◆ TASK DETAILS: Report every line of the records that contains the word "found".
• • •
//! # Rendering
//!
//! Dispatch-and-recurse from [`Block`]s to an HTML fragment.
//!
//! ## Modules
//!
//! - **`html`**: `elem`, attribute rendering and `wrap_class`
//! - **`inline`**: token rendering with reference resolution
//! - **`heading_id`**: heading slugs
//! - **`highlight`**: `Highlighter` collaborator and `PlainHighlighter`
//! - **`tags`**: `TagRenderer` collaborator, `HtmlTags`, `TagRegistry`
//!
//! A [`Renderer`] owns the effective reflink table for one render pass, so
//! rendering never mutates the document.

pub mod heading_id;
pub mod highlight;
pub mod html;
pub mod inline;
pub mod tags;

use std::collections::BTreeMap;

use crate::{
    error::RenderError,
    parsing::{
        attrs::{AttrValue, Attrs},
        blocks::{Block, CodeBlock, Heading, List, Table},
        inline::{Token, plain_text, tokenize},
        reflinks::Reflinks,
    },
};

pub use heading_id::create_heading_id;
pub use highlight::{HighlightOptions, Highlighter, PlainHighlighter};
pub use html::{elem, wrap_class};
pub use tags::{HtmlTags, TagRegistry, TagRenderer};

static PLAIN_HIGHLIGHTER: PlainHighlighter = PlainHighlighter;
static HTML_TAGS: HtmlTags = HtmlTags;

/// Caller-supplied render data.
#[derive(Debug, Clone, Default, PartialEq, Eq)]
pub struct RenderData {
    /// Section classes. `Some` renders the document as `<section>` elements.
    pub sections: Option<Vec<String>>,
    /// Give every heading an id and a leading anchor link.
    pub heading_ids: bool,
    /// Extra reflinks (`label → href "title"`). These win over the document's.
    pub links: BTreeMap<String, String>,
}

/// Called once per block, in order, before the block renders.
///
/// The visitor sees a render-local copy; it may rewrite the block but not
/// change its kind.
pub trait BlockVisitor {
    fn visit(&mut self, block: &mut Block);
}

impl<F: FnMut(&mut Block)> BlockVisitor for F {
    fn visit(&mut self, block: &mut Block) {
        self(block)
    }
}

#[derive(Default)]
pub struct RenderOptions<'a> {
    pub data: RenderData,
    pub before_render: Option<&'a mut dyn BlockVisitor>,
    /// Defaults to [`PlainHighlighter`].
    pub highlighter: Option<&'a dyn Highlighter>,
    /// Defaults to [`HtmlTags`].
    pub tags: Option<&'a dyn TagRenderer>,
}

pub struct Renderer<'a> {
    reflinks: Reflinks,
    heading_ids: bool,
    highlighter: &'a dyn Highlighter,
    tags: &'a dyn TagRenderer,
    before_render: Option<&'a mut dyn BlockVisitor>,
}

impl<'a> Renderer<'a> {
    /// `reflinks` are overlaid with `options.data.links`.
    pub fn new(reflinks: &Reflinks, options: RenderOptions<'a>) -> Self {
        Self {
            reflinks: reflinks.merged_with(&options.data.links),
            heading_ids: options.data.heading_ids,
            highlighter: options.highlighter.unwrap_or(&PLAIN_HIGHLIGHTER),
            tags: options.tags.unwrap_or(&HTML_TAGS),
            before_render: options.before_render,
        }
    }

    /// The effective reflink table for this render.
    pub fn reflinks(&self) -> &Reflinks {
        &self.reflinks
    }

    pub fn render(&mut self, blocks: &[Block]) -> Result<String, RenderError> {
        let mut html = Vec::with_capacity(blocks.len());
        for (position, block) in blocks.iter().enumerate() {
            html.push(self.render_block(position, block)?);
        }
        Ok(html.join("\n"))
    }

    pub fn render_inline(&self, tokens: &[Token]) -> String {
        inline::render_tokens(tokens, &self.reflinks)
    }

    fn render_block(&mut self, position: usize, block: &Block) -> Result<String, RenderError> {
        let visited;
        let block = match self.before_render.as_deref_mut() {
            Some(hook) => {
                let mut copy = block.clone();
                hook.visit(&mut copy);
                if copy.kind() != block.kind() {
                    return Err(RenderError::KindChanged {
                        position,
                        expected: block.kind(),
                        found: copy.kind(),
                    });
                }
                visited = copy;
                &visited
            }
            None => block,
        };

        match block {
            Block::Content(lines) => Ok(self.render_content(lines)),
            Block::Heading(heading) => Ok(self.render_heading(heading)),
            Block::Quote(blocks) => Ok(elem("blockquote", &Attrs::new(), &self.render(blocks)?)),
            Block::Tag(tag) => {
                let tags = self.tags;
                tags.render_tag(tag, self).map_err(|source| RenderError::Tag {
                    position,
                    name: tag.name.clone(),
                    source,
                })
            }
            Block::Table(table) => Ok(self.render_table(table)),
            Block::List(list) => self.render_list(list),
            Block::Code(code) => self.render_code(position, code),
            Block::Newline => Ok(String::new()),
            Block::Break => Ok("<hr>".to_string()),
        }
    }

    fn render_content(&self, lines: &[String]) -> String {
        let html: Vec<String> = lines
            .iter()
            .map(|line| self.render_inline(&tokenize(line)))
            .collect();
        elem("p", &Attrs::new(), &html.join(" "))
    }

    fn render_heading(&self, heading: &Heading) -> String {
        let mut attr = heading.attr.clone();
        let mut body = String::new();

        if self.heading_ids {
            let id = match attr.id() {
                Some(id) => id.to_string(),
                None => create_heading_id(&heading.text),
            };
            let anchor = Attrs::from([
                ("href", format!("#{id}")),
                ("title", plain_text(&heading.tokens)),
            ]);
            body.push_str(&elem("a", &anchor, ""));
            attr.insert("id", id);
        }

        body.push_str(&self.render_inline(&heading.tokens));
        elem(&format!("h{}", heading.level), &attr, &body)
    }

    fn render_list(&mut self, list: &List) -> Result<String, RenderError> {
        let mut items = Vec::with_capacity(list.items.len());
        for item in &list.items {
            items.push(elem("li", &Attrs::new(), &self.render(item)?));
        }
        let name = if list.numbered { "ol" } else { "ul" };
        Ok(elem(name, &Attrs::new(), &items.join("\n")))
    }

    fn render_table(&self, table: &Table) -> String {
        let rows: Vec<String> = table
            .rows
            .iter()
            .enumerate()
            .map(|(i, row)| {
                let cell = if table.head && i == 0 { "th" } else { "td" };
                let cells: String = row
                    .iter()
                    .map(|tokens| elem(cell, &Attrs::new(), &self.render_inline(tokens)))
                    .collect();
                elem("tr", &Attrs::new(), &cells)
            })
            .collect();
        elem("table", &table.attr, &rows.join("\n"))
    }

    fn render_code(&self, position: usize, code: &CodeBlock) -> Result<String, RenderError> {
        let options = HighlightOptions {
            language: &code.name,
            numbered: code.data.numbered,
        };
        let body = self
            .highlighter
            .highlight(&code.code, &options)
            .map_err(|source| RenderError::Highlight {
                position,
                language: code.name.clone(),
                source,
            })?;

        let mut attr = code.attr.clone();
        let class = attr.remove("class");
        let pre = elem("pre", &attr, &body);
        Ok(match class {
            Some(AttrValue::Str(class)) => wrap_class(&class, &pre),
            _ => pre,
        })
    }
}
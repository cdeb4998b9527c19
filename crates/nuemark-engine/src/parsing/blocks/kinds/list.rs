/// A list item marker found at the start of a line.
#[derive(Debug, Clone, Copy, PartialEq, Eq)]
pub struct ListMarker {
    pub numbered: bool,
    /// Leading whitespace before the marker.
    pub indent: usize,
    /// Byte offset where the item content starts. Continuation lines are
    /// dedented by up to this many characters.
    pub width: usize,
}

pub struct ListItem;

impl ListItem {
    pub const BULLETS: [char; 3] = ['-', '*', '+'];
    pub const ORDERED_DELIMITERS: [char; 2] = ['.', ')'];
    /// Longest accepted ordinal, per CommonMark.
    pub const MAX_DIGITS: usize = 9;

    pub fn marker(line: &str) -> Option<ListMarker> {
        let t = line.trim_start_matches([' ', '\t']);
        let indent = line.len() - t.len();

        let (numbered, marker_len) = match t.chars().next()? {
            c if Self::BULLETS.contains(&c) => (false, 1),
            c if c.is_ascii_digit() => {
                let digits = t.chars().take_while(char::is_ascii_digit).count();
                let delimiter = t[digits..].chars().next()?;
                if digits > Self::MAX_DIGITS || !Self::ORDERED_DELIMITERS.contains(&delimiter) {
                    return None;
                }
                (true, digits + 1)
            }
            _ => return None,
        };

        let after = &t[marker_len..];
        let width = match after.chars().next() {
            None => indent + marker_len,
            Some(' ' | '\t') => indent + marker_len + 1,
            Some(_) => return None,
        };
        Some(ListMarker {
            numbered,
            indent,
            width,
        })
    }

    /// The item's first-line content after the marker.
    pub fn content(line: &str, marker: ListMarker) -> &str {
        line.get(marker.width..).unwrap_or("").trim()
    }
}
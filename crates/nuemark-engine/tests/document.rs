use insta::assert_snapshot;
use nuemark_engine::{
    Block, BlockKind, DEFAULT_SECTION_LEVEL, Document, MetaValue, RenderOptions, categorize,
    create_heading_id,
};
use pretty_assertions::assert_eq;

#[test]
fn front_matter_is_split_off() {
    let doc = Document::parse("---\ntitle: x\n---\nbody").unwrap();
    assert_eq!(doc.meta()["title"], MetaValue::String("x".into()));
    assert_eq!(doc.blocks(), &[Block::Content(vec!["body".into()])]);
}

#[test]
fn unclosed_front_matter_keeps_every_line() {
    let doc = Document::parse("---\ntitle: x\nbody").unwrap();
    assert!(doc.meta().is_empty());
    assert_eq!(
        doc.blocks().iter().map(Block::kind).collect::<Vec<_>>(),
        vec![BlockKind::Break, BlockKind::Content]
    );
}

#[test]
fn malformed_front_matter_fails() {
    assert!(Document::parse("---\n: : :\n  - [\n---\nbody").is_err());
}

#[test]
fn whole_line_bracket_is_a_tag() {
    let doc = Document::parse("[x]\n\nsee [x]").unwrap();
    assert_eq!(doc.blocks()[0].kind(), BlockKind::Tag);
}

#[test]
fn categorize_by_level() {
    let doc = Document::parse("# A\n\np\n\n## B\n\np\n\np").unwrap();
    let blocks: Vec<Block> = doc
        .blocks()
        .iter()
        .filter(|b| **b != Block::Newline)
        .cloned()
        .collect();
    let sections = categorize(&blocks, DEFAULT_SECTION_LEVEL).unwrap();
    assert_eq!(sections.len(), 2);
    assert_eq!(sections[0].len(), 2);
    assert_eq!(sections[1].len(), 3);
    assert_eq!(categorize(&blocks[1..2], 2), None);
}

#[test]
fn heading_id() {
    assert_eq!(create_heading_id("Hello, World!"), "hello-world");
}

#[test]
fn toc_per_section() {
    let doc = Document::parse(
        "# Guide\n\n## Install {#setup}\n\n### From source\n\n#### Too deep\n\n## Usage\n\ntext",
    )
    .unwrap();
    assert_snapshot!(doc.render_toc(), @r##"
    <div class="toc"><nav><a href="#setup">Install</a>
    <a href="#from-source">From source</a></nav>
    <nav><a href="#usage">Usage</a></nav></div>
    "##);
}

#[test]
fn toc_without_sections() {
    let doc = Document::parse("### Only *three*\n\ntext").unwrap();
    assert_eq!(
        doc.render_toc(),
        r##"<div class="toc"><nav><a href="#only-three">Only three</a></nav></div>"##
    );
}

#[test]
fn toc_without_headings_is_empty() {
    let doc = Document::parse("just text").unwrap();
    assert_eq!(doc.render_toc(), r#"<div class="toc"></div>"#);
}

#[test]
fn unsectioned_render_sections_falls_back() {
    let doc = Document::parse("### small\n\ntext").unwrap();
    assert!(doc.sections().is_none());
    assert_eq!(
        doc.render_sections(&["a".into()], RenderOptions::default())
            .unwrap(),
        "<h3>small</h3>\n\n<p>text</p>"
    );
}

#[test]
fn title_and_description() {
    let doc = Document::parse("Lead paragraph\nsecond\n\n# Heading").unwrap();
    assert_eq!(doc.title(), "Heading");
    assert_eq!(doc.description(), Some("Lead paragraph"));
}

#[test]
fn crlf_input() {
    let doc = Document::parse("# Title\r\n\r\n- a\r\n- b\r\n").unwrap();
    assert_eq!(
        doc.render(RenderOptions::default()).unwrap(),
        "<h1>Title</h1>\n\n<ul><li><p>a</p></li>\n<li><p>b</p></li></ul>"
    );
}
• • •
◆ TASK SOLUTION:
                        found: copy.kind(),
/// A list item marker found at the start of a line.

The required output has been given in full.